** Exercise material **
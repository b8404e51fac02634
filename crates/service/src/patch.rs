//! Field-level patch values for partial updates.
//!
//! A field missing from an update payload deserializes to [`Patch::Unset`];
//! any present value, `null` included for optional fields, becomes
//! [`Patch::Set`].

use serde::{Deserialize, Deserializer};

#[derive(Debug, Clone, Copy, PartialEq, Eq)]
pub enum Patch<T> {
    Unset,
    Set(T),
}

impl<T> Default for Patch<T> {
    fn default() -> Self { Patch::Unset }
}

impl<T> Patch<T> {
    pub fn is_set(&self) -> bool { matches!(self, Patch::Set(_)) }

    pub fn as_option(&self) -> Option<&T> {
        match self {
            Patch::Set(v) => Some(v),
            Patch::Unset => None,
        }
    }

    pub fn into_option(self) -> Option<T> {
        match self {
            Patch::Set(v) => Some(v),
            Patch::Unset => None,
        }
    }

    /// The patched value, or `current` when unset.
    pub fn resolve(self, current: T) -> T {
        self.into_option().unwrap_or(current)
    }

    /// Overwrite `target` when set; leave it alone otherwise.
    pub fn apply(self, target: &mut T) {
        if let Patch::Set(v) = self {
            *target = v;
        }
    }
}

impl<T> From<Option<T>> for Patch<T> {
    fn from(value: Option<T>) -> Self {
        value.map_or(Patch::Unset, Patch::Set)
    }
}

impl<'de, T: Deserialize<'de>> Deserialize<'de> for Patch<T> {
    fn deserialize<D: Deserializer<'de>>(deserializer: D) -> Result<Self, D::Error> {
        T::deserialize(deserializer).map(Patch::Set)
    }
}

** Prompt **
Beginning with the line containing "#[derive(Debug, Clone, Copy, PartialEq, Eq)]" in the material above, copy every line exactly until you have copied the line containing "patched value, or".

** Result of this task **
#[derive(Debug, Clone, Copy, PartialEq, Eq)]
pub enum Patch<T> {
    Unset,
    Set(T),
}

impl<T> Default for Patch<T> {
    fn default() -> Self { Patch::Unset }
}

impl<T> Patch<T> {
    pub fn is_set(&self) -> bool { matches!(self, Patch::Set(_)) }

    pub fn as_option(&self) -> Option<&T> {
        match self {
            Patch::Set(v) => Some(v),
            Patch::Unset => None,
        }
    }

    pub fn into_option(self) -> Option<T> {
        match self {
            Patch::Set(v) => Some(v),
            Patch::Unset => None,
        }
    }

    /// The patched value, or `current` when unset.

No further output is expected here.